§ the first token problem
Ruminations from a year ago…
In the “Deep Dive into LLMs like ChatGPT” video, Andrej Karpathy talks what he calls “models need tokens to think”. He is showing us the a prompt with two possible responses. Both responses are correct; the questions is which response should we prefer? The prompt is a math question, and one response gives the answer followed by an explanation. The other response works out the problem and then provides the answer. As humans we might prefer the former, with the answer first, but with the goal of fine-tuning, we should prefer the one which works out the problem first. The problem is that by training the model to respond this way, we are expecting it to solve the problem in one or very few passes, using very few tokens, and thus using very little thinking. If a prompt can’t be solved in only one or a few passes then the model is going to struggle, get it wrong, or have to reset.
This is what I think of as the “first token” problem.
We don’t want to require the model to have to figure out the entire answer in the first few tokens.
However we tend to dislike verbose answers and often prompt models saying “Give a concise answer” or “no yapping”.
Some response formats such as JSON do effectively the same thing because they require the shape of the answer to be known right away (JSON in particular requires the first token to be punctuation like {, [, ", or a number or the word true or false.)
So, if we want models to be able to work out the problem before providing the answer, we need to give them an opportunity. This could be “Show your work, then write Answer: and show the exact answer.
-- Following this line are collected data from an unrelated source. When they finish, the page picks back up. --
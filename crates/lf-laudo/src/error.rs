// error.rs — Error types for the laudo data model.

use thiserror::Error;

use crate::actor::Role;
use crate::status::LaudoStatus;

/// A stored status string matched neither the canonical nor the legacy
/// vocabulary.
#[derive(Debug, Error)]
#[error("unknown laudo status '{0}'")]
pub struct StatusParseError(pub String);

/// Why a requested transition was refused by the validator.
///
/// `Unauthorized` means the edge exists in the graph but this actor may not
/// take it; `InvalidTransition` means the edge is not in the graph at all.
/// The two are deliberately distinct — callers surface them verbatim and
/// must not retry either.
#[derive(Debug, Error, PartialEq, Eq)]
pub enum TransitionError {
    /// The edge is legal but not for this role/privilege combination.
    #[error("role {role} may not transition a laudo from {from} to {to}")]
    Unauthorized {
        role: Role,
        from: LaudoStatus,
        to: LaudoStatus,
    },

    /// The (from, to) pair is not an edge of the workflow graph.
    #[error("invalid transition from {from} to {to}")]
    InvalidTransition { from: LaudoStatus, to: LaudoStatus },

    /// Rejection requires a non-empty reason.
    #[error("rejection requires a non-empty reason")]
    MissingReason,
}
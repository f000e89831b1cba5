// grant.rs — The privilege grant record.
//
// A grant names a user, a privilege, and who delegated it. Revocation is a
// soft flip of `is_active` so the grant history stays inspectable.

use chrono::{DateTime, Utc};
use serde::{Deserialize, Serialize};
use uuid::Uuid;

use lf_laudo::Privilege;

/// A single revocable privilege grant.
#[derive(Debug, Clone, Serialize, Deserialize, PartialEq, Eq)]
pub struct PrivilegeGrant {
    pub user_id: Uuid,
    pub privilege: Privilege,
    /// The admin who delegated this capability.
    pub granted_by: Uuid,
    pub granted_at: DateTime<Utc>,
    pub is_active: bool,
    #[serde(default, skip_serializing_if = "Option::is_none")]
    pub revoked_at: Option<DateTime<Utc>>,
}

impl PrivilegeGrant {
    pub fn new(user_id: Uuid, privilege: Privilege, granted_by: Uuid) -> Self {
        Self {
            user_id,
            privilege,
            granted_by,
            granted_at: Utc::now(),
            is_active: true,
            revoked_at: None,
        }
    }

    /// Mark the grant revoked. Idempotent.
    pub fn revoke(&mut self) {
        if self.is_active {
            self.is_active = false;
            self.revoked_at = Some(Utc::now());
        }
    }
}

#[cfg(test)]
mod tests {
    use super::*;

    #[test]
    fn new_grant_is_active() {
        let grant = PrivilegeGrant::new(Uuid::new_v4(), Privilege::FinalizeLaudos, Uuid::new_v4());
        assert!(grant.is_active);
        assert!(grant.revoked_at.is_none());
    }

    #[test]
    fn revoke_flips_once() {
        let mut grant =
            PrivilegeGrant::new(Uuid::new_v4(), Privilege::FinalizeLaudos, Uuid::new_v4());
        grant.revoke();
        assert!(!grant.is_active);
        let first_revocation = grant.revoked_at;
        assert!(first_revocation.is_some());

        grant.revoke();
        assert_eq!(grant.revoked_at, first_revocation);
    }

    #[test]
    fn serialization_round_trip() {
        let grant = PrivilegeGrant::new(Uuid::new_v4(), Privilege::FinalizeLaudos, Uuid::new_v4());
        let json = serde_json::to_string(&grant).unwrap();
        assert!(json.contains("\"finalize_laudos\""));
        let restored: PrivilegeGrant = serde_json::from_str(&json).unwrap();
        assert_eq!(grant, restored);
    }
}
// laudo.rs — Laudo subcommands: create, list, show, save, history.

use clap::Subcommand;

use lf_engine::QueryProjector;
use lf_laudo::{Actor, Laudo, LaudoStatus};

use super::{engine_failure, parse_laudo_id, Context};

#[derive(Subcommand)]
pub enum LaudoCommands {
    /// Create a new draft laudo.
    Create {
        /// Customer name.
        cliente: String,
        /// Equipment under inspection (e.g., "Bateria tracionária 80V").
        equipamento: String,
        /// Technical diagnosis.
        #[arg(long, default_value = "")]
        diagnostico: String,
        /// Proposed solution.
        #[arg(long, default_value = "")]
        solucao: String,
    },
    /// List laudos visible to the acting user.
    List {
        /// Filter by status (e.g., "em_andamento", "finalizado").
        #[arg(long)]
        status: Option<String>,
        /// Show only the acting user's work queue.
        #[arg(long)]
        pending: bool,
    },
    /// Show details for one laudo.
    Show {
        /// Laudo ID.
        id: String,
    },
    /// Re-save draft fields (owner only, draft stage only).
    Save {
        /// Laudo ID.
        id: String,
        /// Updated diagnosis.
        #[arg(long)]
        diagnostico: Option<String>,
        /// Updated solution.
        #[arg(long)]
        solucao: Option<String>,
    },
    /// Show the audited transition history of a laudo.
    History {
        /// Laudo ID.
        id: String,
    },
    /// Per-status counts across the whole store.
    Stats,
    /// Recently tagged laudos.
    Tags {
        /// Number of entries to show.
        #[arg(long, default_value_t = 10)]
        limit: usize,
    },
}

pub fn execute(cmd: &LaudoCommands, ctx: &Context, actor: &Actor) -> anyhow::Result<()> {
    match cmd {
        LaudoCommands::Create {
            cliente,
            equipamento,
            diagnostico,
            solucao,
        } => create(ctx, actor, cliente, equipamento, diagnostico, solucao),
        LaudoCommands::List { status, pending } => list(ctx, actor, status.as_deref(), *pending),
        LaudoCommands::Show { id } => show(ctx, actor, id),
        LaudoCommands::Save {
            id,
            diagnostico,
            solucao,
        } => save(ctx, actor, id, diagnostico.as_deref(), solucao.as_deref()),
        LaudoCommands::History { id } => history(ctx, actor, id),
        LaudoCommands::Stats => stats(ctx),
        LaudoCommands::Tags { limit } => tags(ctx, *limit),
    }
}

fn create(
    ctx: &Context,
    actor: &Actor,
    cliente: &str,
    equipamento: &str,
    diagnostico: &str,
    solucao: &str,
) -> anyhow::Result<()> {
    let mut coordinator = ctx.coordinator()?;
    let laudo = coordinator
        .create(actor, cliente, equipamento, diagnostico, solucao)
        .map_err(engine_failure)?;

    println!("Laudo created: {}", laudo.id);
    println!("  Cliente:     {}", laudo.cliente);
    println!("  Equipamento: {}", laudo.equipamento);
    println!("  Status:      {}", laudo.status);
    Ok(())
}

fn list(ctx: &Context, actor: &Actor, status: Option<&str>, pending: bool) -> anyhow::Result<()> {
    let store = ctx.store()?;
    let queries = QueryProjector::new(&store);

    let mut laudos = if pending {
        queries.pending_for(actor).map_err(engine_failure)?
    } else {
        queries.visible_to(actor).map_err(engine_failure)?
    };
    if let Some(filter) = status {
        let wanted: LaudoStatus = filter.parse()?;
        laudos.retain(|l| l.status == wanted);
    }

    if laudos.is_empty() {
        println!("No laudos found.");
        return Ok(());
    }

    println!(
        "{:<38} {:<20} {:<24} {:<20} {:>3}",
        "ID", "CLIENTE", "EQUIPAMENTO", "STATUS", "VER"
    );
    println!("{}", "-".repeat(108));
    for l in &laudos {
        println!(
            "{:<38} {:<20} {:<24} {:<20} {:>3}",
            l.id,
            truncate(&l.cliente, 18),
            truncate(&l.equipamento, 22),
            l.status.to_string(),
            l.version,
        );
    }
    println!("\n{} laudo(s) total.", laudos.len());
    Ok(())
}

fn show(ctx: &Context, actor: &Actor, id: &str) -> anyhow::Result<()> {
    let laudo = load_visible(ctx, actor, id)?;
    print_laudo(&laudo);
    Ok(())
}

fn save(
    ctx: &Context,
    actor: &Actor,
    id: &str,
    diagnostico: Option<&str>,
    solucao: Option<&str>,
) -> anyhow::Result<()> {
    let laudo_id = parse_laudo_id(id)?;
    let mut coordinator = ctx.coordinator()?;
    let laudo = coordinator
        .save_draft(laudo_id, actor, diagnostico, solucao)
        .map_err(engine_failure)?;
    println!("Draft saved: {} (version {})", laudo.id, laudo.version);
    Ok(())
}

fn history(ctx: &Context, actor: &Actor, id: &str) -> anyhow::Result<()> {
    let laudo = load_visible(ctx, actor, id)?;
    let coordinator = ctx.coordinator()?;
    let entries = coordinator.history(laudo.id).map_err(engine_failure)?;

    if entries.is_empty() {
        println!("No transitions recorded for {}.", id);
        return Ok(());
    }
    for e in &entries {
        let reason = e
            .reason
            .as_deref()
            .map(|r| format!("  ({})", r))
            .unwrap_or_default();
        println!(
            "{}  {} → {}  v{}{}",
            e.timestamp.to_rfc3339(),
            e.from_status,
            e.to_status,
            e.version,
            reason,
        );
    }
    Ok(())
}

fn stats(ctx: &Context) -> anyhow::Result<()> {
    let store = ctx.store()?;
    let stats = QueryProjector::new(&store).stats().map_err(engine_failure)?;

    println!("em_andamento:        {}", stats.em_andamento);
    println!("aprovado_manutencao: {}", stats.aprovado_manutencao);
    println!("aprovado_vendas:     {}", stats.aprovado_vendas);
    println!("finalizado:          {}", stats.finalizado);
    println!("reprovado:           {}", stats.reprovado);
    println!("total:               {}", stats.total);
    println!("resubmissions:       {}", stats.resubmissions);
    Ok(())
}

/// Load a laudo for read-only display, applying the ownership/role
/// visibility rule. Records the actor may not see are reported as missing,
/// not as forbidden.
fn load_visible(ctx: &Context, actor: &Actor, id: &str) -> anyhow::Result<Laudo> {
    let laudo_id = parse_laudo_id(id)?;
    let store = ctx.store()?;
    match store.get(laudo_id).map_err(engine_failure)? {
        Some(l) if l.visible_to(actor) => Ok(l),
        _ => anyhow::bail!("laudo not found: {}", id),
    }
}

fn tags(ctx: &Context, limit: usize) -> anyhow::Result<()> {
    let store = ctx.store()?;
    let laudos = QueryProjector::new(&store)
        .recent_tags(limit)
        .map_err(engine_failure)?;

    if laudos.is_empty() {
        println!("No tagged laudos.");
        return Ok(());
    }
    for l in &laudos {
        if let Some(ref tag) = l.tag {
            println!(
                "{}  {}  {} (por {})",
                tag.updated_at.to_rfc3339(),
                l.id,
                tag.tag,
                tag.updated_by,
            );
        }
    }
    Ok(())
}

fn print_laudo(l: &Laudo) {
    println!("Laudo:       {}", l.id);
    println!("Cliente:     {}", l.cliente);
    println!("Equipamento: {}", l.equipamento);
    println!("Status:      {}", l.status);
    println!("Version:     {}", l.version);
    println!("Diagnóstico: {}", l.diagnostico);
    println!("Solução:     {}", l.solucao);
    if let Some(ref reason) = l.rejection_reason {
        println!("Reprovado:   {}", reason);
    }
    if l.resubmission_count > 0 {
        println!("Reenvios:    {}", l.resubmission_count);
    }
    if let Some(ref tag) = l.tag {
        println!(
            "Tag:         {} (por {} em {})",
            tag.tag,
            tag.updated_by,
            tag.updated_at.to_rfc3339()
        );
        if let Some(ref desc) = tag.description {
            println!("             {}", desc);
        }
    }
    println!("Criado:      {}", l.created_at.to_rfc3339());
    println!("Atualizado:  {}", l.updated_at.to_rfc3339());
}

fn truncate(s: &str, max: usize) -> String {
    if s.chars().count() > max {
        let cut: String = s.chars().take(max - 3).collect();
        format!("{}...", cut)
    } else {
        s.to_string()
    }
}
As it happened, the entire industry was thinking about this problem and invented “thinking tags” in late 2024. This permits the models to spend lots of tokens working out a problem but keeps that output separate from the answer.
I definitely think that any prompts requiring JSON responses should only be conducted with thinking models. Even with non-JSON responses (say DSPy chat format), it can be beneficial to ask for a “thoughts” answer first. For example:
class Classification(dspy.Signature):
item_name: str = dspy.InputField()
item_description: str = dspy.InputField()
thoughts: str = dspy.OutputField(desc="Thoughts about which category to output for this question")
category: str = dspy.OutputField(desc="One of: " + ", ".join(categories))
This prompt invites the model to think before doing the strict categorization.
In my experiments I saw just the addition of the thoughts field to produce a 1% increase in accuracy (and it was high accuracy to begin with, so a bigger deal than it sounds).